Okay!  I get it!  Cancer is pervasive.  Just about everyone has been touched by it, having battled it themselves or knowing someone who has.  It’s cruelly painful, and can entail long treatment regimens that drain patients and families.
Well boo-frickin’-hoo.  I’m on record as saying I would trade ALS for cancer in a heart beat.
Billions of dollars are spent on cancer research and building state of the art treatment centers.  And the results are amazing.  Stories of miracle cures are almost common place.  Survival rates are in a steep climb.  People battle cancer, because there is often at least a glimmer of hope.
Ever hear of a state of the art ALS treatment center?  Me either.  I have yet to hear about anyone who has been miraculously cured of it, let alone seeing it go into remission.  The mortality rate for ALS remains a flat-line 100%.  You don’t battle it, you don’t struggle to live with it, you do your best to gracefully die with it.
Yes.  Every once in a while I feel some bitterness.  It’s difficult to  watch the energy in the battle against cancer and know my disease barely gets a whisper.
There’s the whine.  Now here’s the cheese.  I suspect there is a reason ALS is a “lesser disease” in terms of research and treatment (a couple of years ago, the ALS awareness campaign’s slogan was “No cause, no cure, its time”).  Quite simply the percentage of the population suffering from it is significantly less than cancer or perhaps even MS.  And the insidious thing is that out of that smaller population sample, suffers aren’t around for very long to study.  The particular form I have affects one quarter of ALS suffers, an even smaller sample, and it results in death in three to five years.  

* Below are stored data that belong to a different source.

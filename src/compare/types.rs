//! Comparison of two copies of one type.

use crate::{
    compare::{
        identity::key_map, method::compare_methods, AssemblySlot, CompareOptions, Finding, Report,
    },
    graph::TypeEntry,
};

/// Compare every method with a body of `source` against its copy in `rewritten`.
///
/// Methods are matched by signature. Source methods without a body or without instructions
/// are skipped.
#[must_use]
pub fn compare_types(
    source: &TypeEntry,
    rewritten: &TypeEntry,
    options: &CompareOptions,
) -> Report {
    let methods = key_map(&rewritten.methods);
    let mut report = Report::new();

    for method in &source.methods {
        if !method.has_body || method.instructions.is_empty() {
            continue;
        }

        let name = method.signature.as_str();
        let Some(other) = methods.get(name) else {
            report.push(Finding::MissingMethod {
                method: name.to_string(),
                slot: AssemblySlot::Second,
            });
            continue;
        };

        if !other.has_body {
            report.push(Finding::MissingBody {
                method: name.to_string(),
                slot: AssemblySlot::Second,
            });
            continue;
        }

        report.append(compare_methods(method, other, name, options));
    }

    report
}

#[cfg(test)]
mod tests {
    use super::*;
    use crate::{
        compare::FindingKind,
        graph::{InstructionEntry, MethodEntry, SourcePosition},
    };

    fn method(name: &str, has_body: bool, line: Option<u32>) -> MethodEntry {
        MethodEntry {
            signature: format!("System.Void T::{name}()"),
            has_body,
            instructions: if has_body {
                vec![InstructionEntry {
                    offset: 0,
                    position: line.map(|line| SourcePosition::new("t.cs", line)),
                }]
            } else {
                Vec::new()
            },
        }
    }

    fn entry(methods: Vec<MethodEntry>) -> TypeEntry {
        TypeEntry {
            name: "T".to_string(),
            methods,
        }
    }

    #[test]
    fn missing_method() {
        let source = entry(vec![method("A", true, Some(1)), method("B", true, Some(2))]);
        let rewritten = entry(vec![method("A", true, Some(1))]);

        let report = compare_types(&source, &rewritten, &CompareOptions::default());
        assert_eq!(report.error_count(), 1);
        assert_eq!(
            report.findings()[1],
            Finding::MissingMethod {
                method: "System.Void T::B()".to_string(),
                slot: AssemblySlot::Second,
            }
        );
    }

    #[test]
    fn missing_body() {
        let source = entry(vec![method("A", true, Some(1))]);
        let rewritten = entry(vec![method("A", false, None)]);

        let report = compare_types(&source, &rewritten, &CompareOptions::default());
        assert_eq!(report.findings()[0].kind(), FindingKind::MissingBody);
        assert_eq!(report.error_count(), 1);
    }

    #[test]
    fn bodiless_source_methods_skipped() {
        let mut empty = method("C", true, None);
        empty.instructions.clear();
        let source = entry(vec![method("A", false, None), empty]);

        let report = compare_types(&source, &entry(Vec::new()), &CompareOptions::default());
        assert!(report.is_empty());
    }

    #[test]
    fn duplicate_rewritten_signature_last_wins() {
        let source = entry(vec![method("A", true, Some(1))]);
        let rewritten = entry(vec![method("A", true, Some(1)), method("A", false, None)]);

        let report = compare_types(&source, &rewritten, &CompareOptions::default());
        assert_eq!(report.findings()[0].kind(), FindingKind::MissingBody);
    }
}
use std::{
    fs,
    io::{self, BufWriter, Write},
    path::Path,
};

use anyhow::Context;
use pdbcompare::{compare::first_sequence_point, ModuleGraph};
use serde::Serialize;

use crate::{
    app::{GlobalOptions, LoadOptions},
    commands::common::{load_graph, loader_options},
    output::{print_output, Align, TabWriter},
};

#[derive(Debug, Serialize)]
struct MethodRow {
    signature: String,
    has_body: bool,
    instructions: usize,
    document: Option<String>,
    line: Option<u32>,
}

#[derive(Debug, Serialize)]
struct MethodsOutput {
    methods: Vec<MethodRow>,
    count: usize,
}

pub fn run(
    path: &Path,
    output: Option<&Path>,
    pdb: Option<&Path>,
    read_symbols: bool,
    methods: bool,
    load: &LoadOptions,
    opts: &GlobalOptions,
) -> anyhow::Result<()> {
    let graph = load_graph(path, loader_options(pdb, read_symbols, load))?;

    if methods {
        return print_methods(&graph, opts);
    }

    match output {
        Some(target) => {
            let file = fs::File::create(target)
                .with_context(|| format!("failed to create snapshot: {}", target.display()))?;
            let mut writer = BufWriter::new(file);
            graph.write_json(&mut writer)?;
            writer.flush()?;
            log::info!("Wrote snapshot of {} to {}", path.display(), target.display());
        }
        None => {
            let mut stdout = io::stdout().lock();
            graph.write_json(&mut stdout)?;
            writeln!(stdout)?;
        }
    }
    Ok(())
}

fn print_methods(graph: &ModuleGraph, opts: &GlobalOptions) -> anyhow::Result<()> {
    let methods: Vec<MethodRow> = graph
        .types
        .iter()
        .flat_map(|entry| entry.methods.iter())
        .map(|method| {
            let first = first_sequence_point(method);
            MethodRow {
                signature: method.signature.clone(),
                has_body: method.has_body,
                instructions: method.instructions.len(),
                document: first.map(|position| position.document.clone()),
                line: first.map(|position| position.start_line),
            }
        })
        .collect();

    let data = MethodsOutput {
        count: methods.len(),
        methods,
    };

    print_output(&data, opts, |data| {
        let mut table = TabWriter::new(vec![
            ("METHOD", Align::Left),
            ("BODY", Align::Left),
            ("INSTRS", Align::Right),
            ("FIRST SEQUENCE POINT", Align::Left),
        ]);
        for row in &data.methods {
            let first = match (&row.document, row.line) {
                (Some(document), Some(line)) => format!("{document}:{line}"),
                _ => "-".to_string(),
            };
            table.row(vec![
                row.signature.clone(),
                if row.has_body { "yes" } else { "no" }.to_string(),
                row.instructions.to_string(),
                first,
            ]);
        }
        table.print();
        println!();
        println!("{} method(s)", data.count);
    })
}
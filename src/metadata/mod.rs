//! ECMA-335 metadata and Portable PDB parsing.
//!
//! This module contains everything needed to read the parts of a .NET module and its debug
//! symbols that a sequence point comparison relies on.
//!
//! # Key Components
//!
//! - [`module`] - A loaded module with its CLI header, metadata streams and method bodies
//! - [`pdb`] - Portable PDB loading, symbol lookup and sequence point extraction
//! - [`view`] - Stream level view over one metadata block
//! - [`tables`] - Typed access to the metadata table rows
//! - [`streams`] - The `#~`, `#Strings`, `#Blob`, `#GUID` and `#Pdb` streams
//! - [`signatures`] - Method and type signature decoding
//! - [`names`] - Display names of types and methods
//! - [`method`] - Method body headers and IL instruction boundaries
//! - [`sequencepoints`] - Portable PDB sequence point blobs
//! - [`token`] - Metadata table row references
//!
//! # Examples
//!
//! ```rust,no_run
//! use pdbcompare::metadata::{module::ModuleView, names::MetadataNames, tables::TypeDefRaw};
//! use std::path::Path;
//!
//! let module = ModuleView::from_file(Path::new("Sample.dll"))?;
//! module.with_metadata(|metadata| -> pdbcompare::Result<()> {
//!     let names = MetadataNames::new(metadata)?;
//!     if let Some(types) = metadata.tables()?.table::<TypeDefRaw>() {
//!         for row in types.iter() {
//!             println!("{}", names.type_def_name(row?.rid)?);
//!         }
//!     }
//!     Ok(())
//! })?;
//! # Ok::<(), pdbcompare::Error>(())
//! ```

/// Implementation of the Header of CIL
pub mod cor20header;
/// Method body headers and IL decoding
pub mod method;
/// A loaded module with its metadata
pub mod module;
/// Display names of types and methods
pub mod names;
/// Portable PDB symbol files
pub mod pdb;
/// Implementation of the root metadata structure
pub mod root;
/// Portable PDB sequence points
pub mod sequencepoints;
/// Implementation of method and type signatures
pub mod signatures;
/// Implementation of the metadata streams (tables, heaps, `#Pdb`)
pub mod streams;
/// Implementation of the metadata tables
pub mod tables;
/// Commonly used metadata token type
pub mod token;
/// Stream level view over one metadata block
pub mod view;
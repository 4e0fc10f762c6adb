//! Method and type signature parsing for .NET metadata.
//!
//! Signatures encode parameter and return types, calling conventions and type instantiations
//! in the `#Blob` heap (ECMA-335 II.23.2). Two kinds are decoded here:
//!
//! - **Method Signatures** - Calling convention, generic arity, return and parameter types of a
//!   `MethodDef`
//! - **TypeSpec Signatures** - Generic instantiations, arrays and other constructed types
//!   referenced from other signatures
//!
//! The decoded [`TypeSignature`] tree is turned into a display name by
//! [`crate::metadata::names`].
//!
//! # Examples
//!
//! ```rust
//! use pdbcompare::metadata::signatures::{parse_method_signature, TypeSignature};
//!
//! // instance string M(int32)
//! let method = parse_method_signature(&[0x20, 0x01, 0x0E, 0x08])?;
//! assert!(method.has_this);
//! assert_eq!(method.return_type, TypeSignature::String);
//! assert_eq!(method.params, vec![TypeSignature::I4]);
//! # Ok::<(), pdbcompare::Error>(())
//! ```
//!
//! # References
//!
//! - ECMA-335 6th Edition, Partition II, Section 23.2 - Blobs and Signatures

mod parser;
mod types;

pub use parser::*;
pub use types::*;

use crate::Result;

/// Parse a `MethodSignature` from a byte slice
///
/// # Errors
/// Returns an error if the signature data is malformed or parsing fails
pub fn parse_method_signature(data: &[u8]) -> Result<SignatureMethod> {
    let mut parser = SignatureParser::new(data);
    parser.parse_method_signature()
}

/// Parse a `TypeSpecSignature` from a byte slice
///
/// # Errors
/// Returns an error if the signature data is malformed or parsing fails
pub fn parse_type_spec_signature(data: &[u8]) -> Result<SignatureTypeSpec> {
    let mut parser = SignatureParser::new(data);
    parser.parse_type_spec_signature()
}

This is only anecdotal, so take this with a grain a salt; but my impression is that ALS research is desperate for study subjects.  I was officially diagnosed at the University of Colorado Denver, which does research on ALS.  They stopped just short of begging me to be involved in a study, any study, including one that was as basic as trying to find indicators of the disease.  Last summer we heard about a test project on a drug that some people claimed had helped them regain muscle strength in initial tests.  That was little more than a year after my diagnosis, yet I my symptoms had progressed too far to meet their criteria. Too cap it all off, ALS is notoriously difficult to diagnose; that means many suffers end up well along before they even know what’s wrong.  No wonder that when I was diagnosed by one of the top experts in the region, all he could say was that I was definitely in the early stages of some form of ALS.  Compare that with someone being given a definitive diagnosis of the location and stage of cancer. It’s been around for so long, but obviously there is so much we still don’t know.

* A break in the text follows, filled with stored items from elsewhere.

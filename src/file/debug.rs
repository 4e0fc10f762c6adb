//! PE debug directory (`IMAGE_DEBUG_DIRECTORY`).
//!
//! The debug directory tells where the symbols of a module live: a CodeView `RSDS` record with
//! the PDB path and id, or a Portable PDB embedded as a deflated `MPDB` blob.

use crate::{file::io::read_le_at, Result};

/// Size of one `IMAGE_DEBUG_DIRECTORY` record
const DEBUG_DIRECTORY_SIZE: usize = 28;

/// The kinds of debug directory entries the symbol reader cares about.
#[derive(Debug, Clone, Copy, PartialEq, Eq)]
pub enum DebugDirectoryType {
    /// `IMAGE_DEBUG_TYPE_CODEVIEW` - `RSDS` record naming the PDB path and id
    CodeView,
    /// `IMAGE_DEBUG_TYPE_EMBEDDED_PORTABLE_PDB` - deflated Portable PDB
    EmbeddedPortablePdb,
    /// `IMAGE_DEBUG_TYPE_PDBCHECKSUM` - hash of the associated PDB
    PdbChecksum,
    /// Any other entry type
    Other(u32),
}

impl From<u32> for DebugDirectoryType {
    fn from(value: u32) -> Self {
        match value {
            2 => DebugDirectoryType::CodeView,
            17 => DebugDirectoryType::EmbeddedPortablePdb,
            19 => DebugDirectoryType::PdbChecksum,
            other => DebugDirectoryType::Other(other),
        }
    }
}

/// One entry of the PE debug directory
#[derive(Debug, Clone, PartialEq, Eq)]
pub struct DebugDirectory {
    /// Time and date the debug data was created
    pub time_date_stamp: u32,
    /// Major version of the debug data format
    pub major_version: u16,
    /// Minor version of the debug data format
    pub minor_version: u16,
    /// Kind of debug data
    pub kind: DebugDirectoryType,
    /// Size of the debug data in bytes
    pub size_of_data: u32,
    /// RVA of the debug data, 0 when not mapped
    pub address_of_raw_data: u32,
    /// File offset of the debug data
    pub pointer_to_raw_data: u32,
}

impl DebugDirectory {
    /// Decode all entries of a debug directory.
    ///
    /// # Errors
    /// Returns [`crate::Error::OutOfBounds`] if the last entry is truncated.
    pub fn read_all(data: &[u8]) -> Result<Vec<DebugDirectory>> {
        let count = data.len() / DEBUG_DIRECTORY_SIZE;
        let mut entries = Vec::with_capacity(count);

        let mut offset = 0;
        for _ in 0..count {
            let _characteristics = read_le_at::<u32>(data, &mut offset)?;
            entries.push(DebugDirectory {
                time_date_stamp: read_le_at::<u32>(data, &mut offset)?,
                major_version: read_le_at::<u16>(data, &mut offset)?,
                minor_version: read_le_at::<u16>(data, &mut offset)?,
                kind: DebugDirectoryType::from(read_le_at::<u32>(data, &mut offset)?),
                size_of_data: read_le_at::<u32>(data, &mut offset)?,
                address_of_raw_data: read_le_at::<u32>(data, &mut offset)?,
                pointer_to_raw_data: read_le_at::<u32>(data, &mut offset)?,
            });
        }

        Ok(entries)
    }
}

I’m not really a “causes” kind of guy, even about ALS.  So I’m not really the right person to say,  “Get out there and join the fight!”.  But simply being aware of the disease helps.  You may be surprised how many people you know who have been touched by it or will be; better yet learn something about how it progresses (the non-fiction “Tuesdays with Morrie” by Mitch Albom is a good starting place).  Keep in mind that family members of someone with ALS need as much or more support as the sufferer.  If you are a cause person who likes a good crusade, check out http://www.als.org for suggestions about how to get involved.  And incidentally, May is official ALS month.
Sorry for the whine, but I hoped you enjoyed the cheese.

It Don’t Come Easy

With apologies to Ringo Star, “ya know, it don’t come easy”.  No, I haven’t been writing much lately.  It’s so much easier to sit in my recliner and let ALS exhaustion envelop me.  Everything I do any more takes so much energy and effort, whether getting dressed,running an errand, or sitting at my computer to work.  Sure, I have some ideas to write about but they come and go and nothing gets written.  Time has gotten blurry, and it’s hard to find things that really matter; it’s so hard to care.  I’m on the downhill slope.  In fact, this weekend I was wondering if God was giving me permission to quit trying to make a difference (I’m “retiring” from my communications work with the Presbyterian churches in the state.  By September I’ll be unable to attend meetings). 

But for whatever reason this morning is different.  There are still some stories to be told while I can still tell them, perhaps a thought or two that may yet inspire someone about Jesus.  I won’t promise that my writing will pick up, but I’m gonna try, depending that some how the Holy Spirit will give me the diligence I need.